Despite the significance of H₂O₂-metal adducts in catalysis, materials science and biotechnology, the nature of the interactions between H₂O₂ and metal cations remains elusive and debatable. This is primarily due to the extremely weak coordinating ability of H₂O₂, which poses challenges in characterizing and understanding the specific nature of these interactions. Herein, we present an approach to obtain H₂O₂–metal complexes that employs neat H₂O₂ as both solvent and ligand. SnCl₄ effectively binds H₂O₂, forming a SnCl₄(H₂O₂)₂ complex, as confirmed by ¹¹⁹Sn and ¹⁷O NMR spectroscopy. Crystalline adducts, SnCl₄(H₂O₂)2·H₂O₂·18-crown-6 and 2[SnCl₄(H₂O₂)(H₂O)]·18-crown-6, are isolated and characterized by X-ray diffraction, providing the complete characterization of the hydrogen bonding of H₂O₂ ligands including geometric parameters and energy values. DFT analysis reveals the synergy between a coordinative bond of H₂O₂ with metal cation and its hydrogen bonding with a second coordination sphere.

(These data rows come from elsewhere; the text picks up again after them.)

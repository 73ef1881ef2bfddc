//! Instruction translator.
//!
//! Maps each source instruction to zero or more target instructions. The
//! dispatch is one exhaustive `match` over [`Op`]; a new source instruction
//! kind does not compile until it is given a lowering or rejected.
//!
//! Some lowerings consume a short run of following instructions (negated
//! comparisons, array initializers, delegate construction, string switch).
//! `translate` returns how many extra instructions it consumed. An idiom is
//! only recognized when no branch lands inside it.

mod calls;
mod compare;
mod objects;

#[cfg(test)]
mod translate_tests;

use std::collections::HashSet;

use indexmap::{IndexMap, IndexSet};
use neoil_bytecode::{Opcode, SlotKind};
use neoil_core::{Op, SourceEvent, SourceInstruction, SourceMethod};

use crate::emit::{EmittedBody, MethodEmitter};
use crate::error::CompileError;
use crate::statics::StaticLayout;

/// Module-wide lookup tables shared by every method translation.
pub(crate) struct ModuleIndex<'a> {
    /// Every method of every non-synthesized type, bound or not.
    pub methods: IndexMap<&'a str, &'a SourceMethod>,
    /// Methods that get a body in the image.
    pub compiled: IndexSet<&'a str>,
    /// Events keyed `Owner::field`.
    pub events: IndexMap<String, &'a SourceEvent>,
    pub statics: StaticLayout,
}

pub(crate) struct Translator<'a> {
    index: &'a ModuleIndex<'a>,
    method: &'a str,
    locals: usize,
    params: usize,
    body: &'a [SourceInstruction],
    /// Source offsets some branch can land on.
    targets: HashSet<u32>,
    em: MethodEmitter,
    /// Slot whose address was taken by the last `ldloca`/`ldarga`.
    address_of: Option<(SlotKind, u8)>,
    /// Event loaded by `ldsfld`, waiting for its `Invoke`.
    pending_event: Option<&'a SourceEvent>,
}

impl<'a> Translator<'a> {
    pub fn new(
        index: &'a ModuleIndex<'a>,
        method: &'a str,
        locals: usize,
        params: usize,
        body: &'a [SourceInstruction],
    ) -> Self {
        let mut targets = HashSet::new();
        for instr in body {
            match &instr.op {
                Op::Switch(list) => targets.extend(list.iter().copied()),
                op => targets.extend(op.branch_target()),
            }
        }
        Self {
            index,
            method,
            locals,
            params,
            body,
            targets,
            em: MethodEmitter::new(),
            address_of: None,
            pending_event: None,
        }
    }

    /// Direct access to the buffer, for prologues.
    pub fn emitter(&mut self) -> &mut MethodEmitter {
        &mut self.em
    }

    /// Translate the whole body in program order.
    pub fn translate_all(&mut self) -> Result<(), CompileError> {
        let mut i = 0;
        while i < self.body.len() {
            self.em.mark(self.body[i].offset);
            let skip = self.translate(i)?;
            i += 1 + skip;
        }
        Ok(())
    }

    /// Close the body with a `RET` when control can reach its end.
    pub fn finish(mut self) -> EmittedBody {
        if self.em.end_is_reachable() {
            self.em.op(Opcode::Ret);
        }
        self.em.finish()
    }

    /// Translate `body[i]`, returning the number of following instructions
    /// it consumed.
    fn translate(&mut self, i: usize) -> Result<usize, CompileError> {
        let body = self.body;
        let op = &body[i].op;
        let mut skip = 0;
        match op {
            Op::Nop | Op::Conv(_) | Op::IsInst(_) | Op::CastClass(_) => {}
            Op::Pop => {
                self.em.op(Opcode::Drop);
            }
            Op::Dup => {
                self.em.op(Opcode::Dup);
            }
            Op::Ret => {
                self.em.op(Opcode::Ret);
            }
            Op::Throw => {
                self.em.op(Opcode::Throw);
            }

            Op::LdNull => {
                self.em.op(Opcode::PushNull);
            }
            Op::LdcI4(v) => skip = self.push_literal(i, *v as i128, 32),
            Op::LdcI8(v) => skip = self.push_literal(i, *v as i128, 64),
            Op::LdStr(s) => self.em.push_data(s.as_bytes()),

            Op::LdLoc(n) => self.load(i, SlotKind::Local, *n)?,
            Op::LdArg(n) => self.load(i, SlotKind::Arg, *n)?,
            Op::StLoc(n) => {
                let slot = self.slot(i, SlotKind::Local, *n)?;
                self.em.store(SlotKind::Local, slot);
            }
            Op::StArg(n) => {
                let slot = self.slot(i, SlotKind::Arg, *n)?;
                self.em.store(SlotKind::Arg, slot);
            }
            Op::LdLocA(n) => {
                let slot = self.slot(i, SlotKind::Local, *n)?;
                self.address_of = Some((SlotKind::Local, slot));
                self.em.load(SlotKind::Local, slot);
            }
            Op::LdArgA(n) => {
                let slot = self.slot(i, SlotKind::Arg, *n)?;
                self.address_of = Some((SlotKind::Arg, slot));
                self.em.load(SlotKind::Arg, slot);
            }

            Op::LdSFld(field) => self.load_static(field)?,
            Op::StSFld(field) => self.store_static(field)?,
            Op::LdFld(index) => {
                self.em.push_int(*index as i128);
                self.em.op(Opcode::PickItem);
            }
            Op::StFld(index) => {
                self.em.push_int(*index as i128);
                self.em.op(Opcode::Swap);
                self.em.op(Opcode::SetItem);
            }

            Op::NewArr(ty) => skip = self.new_array(i, ty)?,
            Op::LdLen => {
                self.em.op(Opcode::Size);
            }
            Op::LdElem => {
                self.em.op(Opcode::PickItem);
            }
            Op::StElem => {
                self.em.op(Opcode::SetItem);
            }
            Op::NewObj { fields, ctor_args } => self.new_object(i, fields, *ctor_args)?,
            Op::InitObj(fields) => self.init_object(i, fields)?,

            Op::Br(t) | Op::Leave(t) => self.em.jump(Opcode::JmpL, *t),
            Op::BrTrue(t) => self.em.jump(Opcode::JmpIfL, *t),
            Op::BrFalse(t) => self.em.jump(Opcode::JmpIfNotL, *t),
            Op::Beq(t) => self.compare_and_branch(Opcode::NumEqual, false, *t),
            Op::BneUn(t) => self.compare_and_branch(Opcode::NumNotEqual, false, *t),
            Op::Blt(t) => self.compare_and_branch(Opcode::Lt, false, *t),
            Op::BltUn(t) => self.compare_and_branch(Opcode::Lt, true, *t),
            Op::Ble(t) => self.compare_and_branch(Opcode::Le, false, *t),
            Op::BleUn(t) => self.compare_and_branch(Opcode::Le, true, *t),
            Op::Bgt(t) => self.compare_and_branch(Opcode::Gt, false, *t),
            Op::BgtUn(t) => self.compare_and_branch(Opcode::Gt, true, *t),
            Op::Bge(t) => self.compare_and_branch(Opcode::Ge, false, *t),
            Op::BgeUn(t) => self.compare_and_branch(Opcode::Ge, true, *t),
            Op::Switch(targets) => self.switch(targets),

            Op::Add => {
                self.em.op(Opcode::Add);
            }
            Op::Sub => {
                self.em.op(Opcode::Sub);
            }
            Op::Mul => {
                self.em.op(Opcode::Mul);
            }
            Op::Div | Op::DivUn => {
                self.em.op(Opcode::Div);
            }
            Op::Rem | Op::RemUn => {
                self.em.op(Opcode::Mod);
            }
            Op::Neg => {
                self.em.op(Opcode::Negate);
            }
            Op::Not => {
                self.em.op(Opcode::Invert);
            }
            Op::And => {
                self.em.op(Opcode::And);
            }
            Op::Or => {
                self.em.op(Opcode::Or);
            }
            Op::Xor => {
                self.em.op(Opcode::Xor);
            }
            Op::Shl => {
                self.em.op(Opcode::Shl);
            }
            Op::Shr | Op::ShrUn => {
                self.em.op(Opcode::Shr);
            }
            Op::Ceq => skip = self.ceq(i),
            Op::Cgt => skip = self.cgt(i, false),
            Op::CgtUn => skip = self.cgt(i, true),
            Op::Clt => skip = self.clt(i, false),
            Op::CltUn => skip = self.clt(i, true),

            Op::Call(callee) => skip = self.call(i, callee)?,
            Op::Ldftn(name) => skip = self.function_pointer(i, name)?,

            Op::Box(ty) | Op::Unbox(ty) | Op::UnboxAny(ty) => {
                if !ty.is_primitive() {
                    return Err(self.unsupported(i));
                }
            }

            Op::InitArray(_)
            | Op::NewDelegate
            | Op::Ldind
            | Op::Stind
            | Op::Ldelema
            | Op::Localloc
            | Op::Calli
            | Op::Sizeof
            | Op::Ldtoken
            | Op::Ldvirtftn
            | Op::NewMultiArray
            | Op::Endfinally => return Err(self.unsupported(i)),
        }
        Ok(skip)
    }

    fn load(&mut self, i: usize, kind: SlotKind, n: u16) -> Result<(), CompileError> {
        let slot = self.slot(i, kind, n)?;
        self.em.load(kind, slot);
        Ok(())
    }

    /// Validate a local or argument index against the method's declaration.
    fn slot(&self, i: usize, kind: SlotKind, n: u16) -> Result<u8, CompileError> {
        let (declared, what) = match kind {
            SlotKind::Local => (self.locals, "local"),
            SlotKind::Arg => (self.params, "argument"),
            SlotKind::Static => (u8::MAX as usize + 1, "static"),
        };
        if n as usize >= declared {
            return Err(CompileError::consistency(
                self.method,
                format!(
                    "{what} {n} out of range at IL_{:04x} ({declared} declared)",
                    self.body[i].offset
                ),
            ));
        }
        u8::try_from(n).map_err(|_| CompileError::ResourceLimit {
            scope: self.method.to_string(),
            what: "slots",
            count: n as usize + 1,
            max: u8::MAX as usize,
        })
    }

    /// The instruction at `j` exists and no branch lands on it.
    /// Push an integer literal, folding a conversion that follows it.
    fn push_literal(&mut self, i: usize, value: i128, bits: u32) -> usize {
        match self.idiom_at(i + 1) {
            Some(Op::Conv(kind)) => {
                self.em.push_int(kind.reinterpret(value, bits));
                1
            }
            _ => {
                self.em.push_int(value);
                0
            }
        }
    }

    fn idiom_at(&self, j: usize) -> Option<&'a Op> {
        let body = self.body;
        let instr = body.get(j)?;
        (!self.targets.contains(&instr.offset)).then_some(&instr.op)
    }

    fn unsupported(&self, i: usize) -> CompileError {
        let instr = &self.body[i];
        CompileError::UnsupportedInstruction {
            method: self.method.to_string(),
            offset: instr.offset,
            instruction: instr.op.to_string(),
        }
    }

    fn unsupported_call(&self, i: usize, callee: &str, reason: impl Into<String>) -> CompileError {
        CompileError::UnsupportedCall {
            method: self.method.to_string(),
            offset: self.body[i].offset,
            callee: callee.to_string(),
            reason: reason.into(),
        }
    }
}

This synergism of primary and secondary interactions might be a key to understanding H₂O₂ reactivity in biological systems. © Crown 2024

Original language	English
Article number	5758
Journal	Nature Communications
Volume	15
Online published	9 Jul 2024
DOIs	https://doi.org/10.1038/s41467-024-50164-9
Publication status	Published - 2024

Funding

This work was supported by the Russian Science Foundation (grant no. 22-13-00426, https://rscf.ru/en/project/22-13-00426/). A.A.K. and M.V.B. acknowledge the support from the City University of Hong Kong (Project 7006013). O.L. acknowledges the Israel Science Foundation (grant number 1215/19) for financial support. The X-ray diffraction studies were performed using the equipment of the JRC PMR IGIC RAS. The NMR studies were performed using the equipment of the CKP FMI IPCE RAS. A.G.M. and P.V.P. acknowledge Dr. A.V. Churakov for helpful discussion.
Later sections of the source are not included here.